03
Dec
07

### Code Optimisation

My brother has been helping me with the maths for a little project (well, doing it for me, in fact, since I’m a mathematical dunce).

The idea was to create a more flexible version of the classic FreeFrame ‘blow‘ and ‘smear‘ effects.

In this variation, 2 movable points, A and B are defined. Pixels on an imaginary line between the 2 points are smeared towards the edge of the frame, in a direction at 90 deg. to the line. Much easier to expain with a diagram than in words.

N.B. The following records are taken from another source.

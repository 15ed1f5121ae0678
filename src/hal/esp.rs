//! ESP-IDF implementations of the pipeline seams.
//!
//! Everything here is I/O glue. Decisions live in the core modules.

use esp_idf_svc::hal::delay::{TickType, BLOCK, NON_BLOCK};
use esp_idf_svc::hal::gpio::{AnyOutputPin, Output, PinDriver};
use esp_idf_svc::hal::io::EspIOError;
use esp_idf_svc::hal::ledc::LedcDriver;
use esp_idf_svc::hal::task::queue::Queue;
use esp_idf_svc::hal::uart::{UartRxDriver, UartTxDriver};
use esp_idf_svc::sys::{self, esp, EspError};

use crate::line_reader::ByteSource;
use crate::queue::{SymbolReceiver, SymbolSender};
use crate::render::{RandomSource, SignalOutput};
use crate::symbol::Symbol;

/// Milliseconds since boot, from the high-resolution timer.
#[inline]
pub fn now_ms() -> u32 {
    // SAFETY: esp_timer_get_time is ISR-safe and has no preconditions
    (unsafe { sys::esp_timer_get_time() } / 1000) as u32
}

// --- Symbol queue ---

/// FreeRTOS queue of symbols.
pub struct SymbolQueue {
    queue: Queue<Symbol>,
}

impl SymbolQueue {
    pub fn new(capacity: usize) -> Self {
        Self {
            queue: Queue::new(capacity),
        }
    }
}

impl SymbolSender for SymbolQueue {
    fn send_within(&self, symbol: Symbol, timeout_ms: u32) -> Result<(), Symbol> {
        let ticks = TickType::new_millis(u64::from(timeout_ms)).ticks();
        self.queue
            .send_back(symbol, ticks)
            .map(|_| ())
            .map_err(|_| symbol)
    }
}

impl SymbolReceiver for SymbolQueue {
    fn recv(&self) -> Symbol {
        loop {
            if let Some((symbol, _)) = self.queue.recv_front(BLOCK) {
                return symbol;
            }
        }
    }
}

// --- UARTs ---

/// Non-blocking byte reader on a UART receive half (console or peer).
pub struct UartByteSource<'d> {
    rx: UartRxDriver<'d>,
}

impl<'d> UartByteSource<'d> {
    pub fn new(rx: UartRxDriver<'d>) -> Self {
        Self { rx }
    }
}

impl ByteSource for UartByteSource<'_> {
    fn read_byte(&mut self) -> Option<u8> {
        let mut byte = [0u8; 1];
        match self.rx.read(&mut byte, NON_BLOCK) {
            Ok(1) => Some(byte[0]),
            _ => None,
        }
    }
}

/// Console output on a UART transmit half.
pub struct ConsoleWriter<'d> {
    tx: UartTxDriver<'d>,
}

impl<'d> ConsoleWriter<'d> {
    pub fn new(tx: UartTxDriver<'d>) -> Self {
        Self { tx }
    }
}

impl core::fmt::Write for ConsoleWriter<'_> {
    fn write_str(&mut self, s: &str) -> core::fmt::Result {
        // Terminals expect CRLF
        for (i, part) in s.split('\n').enumerate() {
            if i > 0 {
                self.tx.write(b"\r\n").map_err(|_| core::fmt::Error)?;
            }
            if !part.is_empty() {
                self.tx
                    .write(part.as_bytes())
                    .map_err(|_| core::fmt::Error)?;
            }
        }
        Ok(())
    }
}

/// Transmit half of the peer link.
pub struct PeerTx<'d> {
    tx: UartTxDriver<'d>,
}

impl<'d> PeerTx<'d> {
    pub fn new(tx: UartTxDriver<'d>) -> Self {
        Self { tx }
    }
}

impl embedded_io::ErrorType for PeerTx<'_> {
    type Error = EspIOError;
}

impl embedded_io::Write for PeerTx<'_> {
    fn write(&mut self, buf: &[u8]) -> Result<usize, Self::Error> {
        self.tx.write(buf).map_err(EspIOError)
    }

    fn flush(&mut self) -> Result<(), Self::Error> {
        self.tx.wait_done(BLOCK).map_err(EspIOError)
    }
}

// --- Outputs ---

/// LED + LEDC buzzer. The display is mirrored to the log.
pub struct EspSignalOutput<'d> {
    led: PinDriver<'d, AnyOutputPin, Output>,
    buzzer: LedcDriver<'d>,
    speed_mode: sys::ledc_mode_t,
    timer: sys::ledc_timer_t,
}

impl<'d> EspSignalOutput<'d> {
    /// `timer` must be the LEDC timer `buzzer` was created on.
    pub fn new(
        led: PinDriver<'d, AnyOutputPin, Output>,
        buzzer: LedcDriver<'d>,
        timer: sys::ledc_timer_t,
    ) -> Self {
        Self {
            led,
            buzzer,
            speed_mode: sys::ledc_mode_t_LEDC_LOW_SPEED_MODE,
            timer,
        }
    }

    fn tone(&mut self, freq_hz: u32) -> Result<(), EspError> {
        // SAFETY: the timer was configured by the LEDC driver we own
        esp!(unsafe { sys::ledc_set_freq(self.speed_mode, self.timer, freq_hz) })?;
        let half = self.buzzer.get_max_duty() / 2;
        self.buzzer.set_duty(half)
    }
}

impl SignalOutput for EspSignalOutput<'_> {
    fn light(&mut self, on: bool) {
        let result = if on {
            self.led.set_high()
        } else {
            self.led.set_low()
        };
        if let Err(e) = result {
            log::warn!("led: {}", e);
        }
    }

    fn sound(&mut self, freq_hz: Option<u32>) {
        let result = match freq_hz {
            Some(hz) => self.tone(hz),
            None => self.buzzer.set_duty(0),
        };
        if let Err(e) = result {
            log::warn!("buzzer: {}", e);
        }
    }

    fn show_text(&mut self, text: &str) {
        log::info!("display: {}", text);
    }

    fn clear_text(&mut self) {
        log::debug!("display cleared");
    }
}

/// Hardware RNG.
pub struct EspRandom;

impl RandomSource for EspRandom {
    fn next_u32(&mut self) -> u32 {
        // SAFETY: esp_random has no preconditions
        unsafe { sys::esp_random() }
    }
}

With Ed’s help, I was able to get a version of the effect working a while back, but I was never satisfied with the code. On Saturday, I finally got around to sitting down and re-writing it to run much more efficiently. Following Ed’s suggestions, I seperated-out some of the heavier maths into functions, which would only be called when needed. I’ve never tried doing this before, as for some reason I’d always assumed you could only have one function in a CIKernel. It seems to work, though, so it’s a technique I’ll be using in the future.

Here is the final code:

// Function to calculate value of t
float calculate_t(vec2 A, vec2 B, vec2 C)
{
// If t is in range 0 to 1, current pixel is on a line normal to B-A
return dot((B-A),(C-A)) / dot((B-A),(B-A));
}

// Function to calculate position of pixel to copy
vec2 smearSource(vec2 A, vec2 B, vec2 C, float t)
{
// D is intersection point of line from current pixel to point on B-A, which is normal to B-A
vec2 D = A+t * (B-A);
return D;
}

// Main kernel function (returns image)
kernel vec4 tb_superSmear(sampler Image, vec2 A, vec2 B)
{
// Current pixel location
vec2 C = samplerCoord(Image);
float t = ((A.x-B.x)*(C.y-B.y) < (C.x-B.x)*(A.y-B.y)) ? -1.0 : calculate_t(A, B, C);
vec2 samplePos = (t < 0.0) ? C : (t > 1.0) ? C : smearSource(A, B, C, t);
// Output
return sample(Image, vec2(samplePos));
}

If I change the line
float t = ((A.x-B.x)*(C.y-B.y) < (C.x-B.x)*(A.y-B.y)) ? -1.0 : calculate_t(A, B, C);
to
float t = ((A.x-B.x)*(C.y-B.y) > (C.x-B.x)*(A.y-B.y)) ? -1.0 : calculate_t(A, B, C);
I’m able to ‘flip’ the effect from one side of the line to the other.
I thought, rather than adding more code to the CIKernel, I’d just have 2 copies of the Kernel, with just that one line changed, then switch between them with a Multiplexer. This cuts down on the stuff that has to be done per-pixel, and patches that don’t produce an output (ie ones that are not routed to an output port by the multipexer) shouldn’t consume system resources, anyway.

The whole question of optimising CIKernel code isn’t something I’ve really addressed before. It’s always been more a case of just getting things to work. It’s definitely something I’ll have to start considering in the future though.